**Task inputs**
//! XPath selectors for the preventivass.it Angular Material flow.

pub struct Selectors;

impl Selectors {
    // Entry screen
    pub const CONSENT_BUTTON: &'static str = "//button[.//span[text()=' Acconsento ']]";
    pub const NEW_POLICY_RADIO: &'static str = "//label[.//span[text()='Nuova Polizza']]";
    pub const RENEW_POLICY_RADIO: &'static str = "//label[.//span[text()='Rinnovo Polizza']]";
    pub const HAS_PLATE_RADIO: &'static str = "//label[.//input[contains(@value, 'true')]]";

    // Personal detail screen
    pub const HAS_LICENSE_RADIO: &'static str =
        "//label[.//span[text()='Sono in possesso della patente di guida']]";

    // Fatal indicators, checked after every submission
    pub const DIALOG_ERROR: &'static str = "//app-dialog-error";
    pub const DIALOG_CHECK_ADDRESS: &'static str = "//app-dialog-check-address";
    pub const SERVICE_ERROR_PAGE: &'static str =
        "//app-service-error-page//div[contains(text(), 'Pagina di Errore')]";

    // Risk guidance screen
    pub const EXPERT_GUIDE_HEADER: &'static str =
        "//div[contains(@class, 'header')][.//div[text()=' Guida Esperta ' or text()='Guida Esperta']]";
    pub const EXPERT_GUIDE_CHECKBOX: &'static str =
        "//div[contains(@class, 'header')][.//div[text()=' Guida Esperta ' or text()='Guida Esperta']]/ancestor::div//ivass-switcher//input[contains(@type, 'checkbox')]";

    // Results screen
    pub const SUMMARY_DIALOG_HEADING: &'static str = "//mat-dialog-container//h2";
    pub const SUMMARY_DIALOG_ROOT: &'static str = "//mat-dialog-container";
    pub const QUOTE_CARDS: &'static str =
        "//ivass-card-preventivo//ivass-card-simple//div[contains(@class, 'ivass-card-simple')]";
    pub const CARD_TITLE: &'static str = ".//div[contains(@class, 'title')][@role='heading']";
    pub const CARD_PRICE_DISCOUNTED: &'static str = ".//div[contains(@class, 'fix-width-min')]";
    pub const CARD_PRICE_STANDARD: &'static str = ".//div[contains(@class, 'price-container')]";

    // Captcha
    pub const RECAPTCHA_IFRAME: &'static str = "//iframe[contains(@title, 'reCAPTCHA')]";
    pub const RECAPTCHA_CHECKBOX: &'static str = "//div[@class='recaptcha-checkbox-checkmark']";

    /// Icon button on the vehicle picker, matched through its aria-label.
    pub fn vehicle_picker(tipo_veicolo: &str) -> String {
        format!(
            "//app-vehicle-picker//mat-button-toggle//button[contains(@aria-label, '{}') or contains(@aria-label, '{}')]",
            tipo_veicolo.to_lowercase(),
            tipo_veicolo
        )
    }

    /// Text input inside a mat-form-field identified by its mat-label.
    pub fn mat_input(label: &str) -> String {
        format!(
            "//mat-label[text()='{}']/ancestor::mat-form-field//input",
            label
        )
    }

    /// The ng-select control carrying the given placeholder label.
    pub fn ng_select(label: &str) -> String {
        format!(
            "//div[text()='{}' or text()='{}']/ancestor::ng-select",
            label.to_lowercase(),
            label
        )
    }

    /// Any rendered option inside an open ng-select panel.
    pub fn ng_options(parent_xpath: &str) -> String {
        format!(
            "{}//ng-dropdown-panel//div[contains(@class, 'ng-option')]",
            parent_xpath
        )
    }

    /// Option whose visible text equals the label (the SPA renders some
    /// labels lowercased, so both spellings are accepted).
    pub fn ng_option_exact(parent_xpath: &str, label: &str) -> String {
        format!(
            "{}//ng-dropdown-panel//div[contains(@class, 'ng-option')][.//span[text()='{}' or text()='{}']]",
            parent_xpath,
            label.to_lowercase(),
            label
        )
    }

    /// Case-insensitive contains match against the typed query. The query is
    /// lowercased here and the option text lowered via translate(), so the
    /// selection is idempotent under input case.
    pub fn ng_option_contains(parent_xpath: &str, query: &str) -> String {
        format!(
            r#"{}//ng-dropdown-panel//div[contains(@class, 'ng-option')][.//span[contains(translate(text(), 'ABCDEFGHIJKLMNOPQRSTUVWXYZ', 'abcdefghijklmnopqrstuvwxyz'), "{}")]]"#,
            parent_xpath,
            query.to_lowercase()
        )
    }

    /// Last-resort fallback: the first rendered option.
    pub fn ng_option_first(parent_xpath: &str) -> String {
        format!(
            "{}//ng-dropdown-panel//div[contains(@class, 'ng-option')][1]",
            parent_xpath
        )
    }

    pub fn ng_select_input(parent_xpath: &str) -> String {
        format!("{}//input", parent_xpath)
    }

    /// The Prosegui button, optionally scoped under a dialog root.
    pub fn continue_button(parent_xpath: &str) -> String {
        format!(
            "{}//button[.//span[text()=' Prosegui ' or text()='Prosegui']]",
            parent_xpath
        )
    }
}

**Problem to work on**
Once you have read the entries, repeat them all exactly.

**Task answer**
//! XPath selectors for the preventivass.it Angular Material flow.

pub struct Selectors;

impl Selectors {
    // Entry screen
    pub const CONSENT_BUTTON: &'static str = "//button[.//span[text()=' Acconsento ']]";
    pub const NEW_POLICY_RADIO: &'static str = "//label[.//span[text()='Nuova Polizza']]";
    pub const RENEW_POLICY_RADIO: &'static str = "//label[.//span[text()='Rinnovo Polizza']]";
    pub const HAS_PLATE_RADIO: &'static str = "//label[.//input[contains(@value, 'true')]]";

    // Personal detail screen
    pub const HAS_LICENSE_RADIO: &'static str =
        "//label[.//span[text()='Sono in possesso della patente di guida']]";

    // Fatal indicators, checked after every submission
    pub const DIALOG_ERROR: &'static str = "//app-dialog-error";
    pub const DIALOG_CHECK_ADDRESS: &'static str = "//app-dialog-check-address";
    pub const SERVICE_ERROR_PAGE: &'static str =
        "//app-service-error-page//div[contains(text(), 'Pagina di Errore')]";

    // Risk guidance screen
    pub const EXPERT_GUIDE_HEADER: &'static str =
        "//div[contains(@class, 'header')][.//div[text()=' Guida Esperta ' or text()='Guida Esperta']]";
    pub const EXPERT_GUIDE_CHECKBOX: &'static str =
        "//div[contains(@class, 'header')][.//div[text()=' Guida Esperta ' or text()='Guida Esperta']]/ancestor::div//ivass-switcher//input[contains(@type, 'checkbox')]";

    // Results screen
    pub const SUMMARY_DIALOG_HEADING: &'static str = "//mat-dialog-container//h2";
    pub const SUMMARY_DIALOG_ROOT: &'static str = "//mat-dialog-container";
    pub const QUOTE_CARDS: &'static str =
        "//ivass-card-preventivo//ivass-card-simple//div[contains(@class, 'ivass-card-simple')]";
    pub const CARD_TITLE: &'static str = ".//div[contains(@class, 'title')][@role='heading']";
    pub const CARD_PRICE_DISCOUNTED: &'static str = ".//div[contains(@class, 'fix-width-min')]";
    pub const CARD_PRICE_STANDARD: &'static str = ".//div[contains(@class, 'price-container')]";

    // Captcha
    pub const RECAPTCHA_IFRAME: &'static str = "//iframe[contains(@title, 'reCAPTCHA')]";
    pub const RECAPTCHA_CHECKBOX: &'static str = "//div[@class='recaptcha-checkbox-checkmark']";

    /// Icon button on the vehicle picker, matched through its aria-label.
    pub fn vehicle_picker(tipo_veicolo: &str) -> String {
        format!(
            "//app-vehicle-picker//mat-button-toggle//button[contains(@aria-label, '{}') or contains(@aria-label, '{}')]",
            tipo_veicolo.to_lowercase(),
            tipo_veicolo
        )
    }

    /// Text input inside a mat-form-field identified by its mat-label.
    pub fn mat_input(label: &str) -> String {
        format!(
            "//mat-label[text()='{}']/ancestor::mat-form-field//input",
            label
        )
    }

    /// The ng-select control carrying the given placeholder label.
    pub fn ng_select(label: &str) -> String {
        format!(
            "//div[text()='{}' or text()='{}']/ancestor::ng-select",
            label.to_lowercase(),
            label
        )
    }

    /// Any rendered option inside an open ng-select panel.
    pub fn ng_options(parent_xpath: &str) -> String {
        format!(
            "{}//ng-dropdown-panel//div[contains(@class, 'ng-option')]",
            parent_xpath
        )
    }

    /// Option whose visible text equals the label (the SPA renders some
    /// labels lowercased, so both spellings are accepted).
    pub fn ng_option_exact(parent_xpath: &str, label: &str) -> String {
        format!(
            "{}//ng-dropdown-panel//div[contains(@class, 'ng-option')][.//span[text()='{}' or text()='{}']]",
            parent_xpath,
            label.to_lowercase(),
            label
        )
    }

    /// Case-insensitive contains match against the typed query. The query is
    /// lowercased here and the option text lowered via translate(), so the
    /// selection is idempotent under input case.
    pub fn ng_option_contains(parent_xpath: &str, query: &str) -> String {
        format!(
            r#"{}//ng-dropdown-panel//div[contains(@class, 'ng-option')][.//span[contains(translate(text(), 'ABCDEFGHIJKLMNOPQRSTUVWXYZ', 'abcdefghijklmnopqrstuvwxyz'), "{}")]]"#,
            parent_xpath,
            query.to_lowercase()
        )
    }

    /// Last-resort fallback: the first rendered option.
    pub fn ng_option_first(parent_xpath: &str) -> String {
        format!(
            "{}//ng-dropdown-panel//div[contains(@class, 'ng-option')][1]",
            parent_xpath
        )
    }

    pub fn ng_select_input(parent_xpath: &str) -> String {
        format!("{}//input", parent_xpath)
    }

    /// The Prosegui button, optionally scoped under a dialog root.
    pub fn continue_button(parent_xpath: &str) -> String {
        format!(
            "{}//button[.//span[text()=' Prosegui ' or text()='Prosegui']]",
            parent_xpath
        )
    }
}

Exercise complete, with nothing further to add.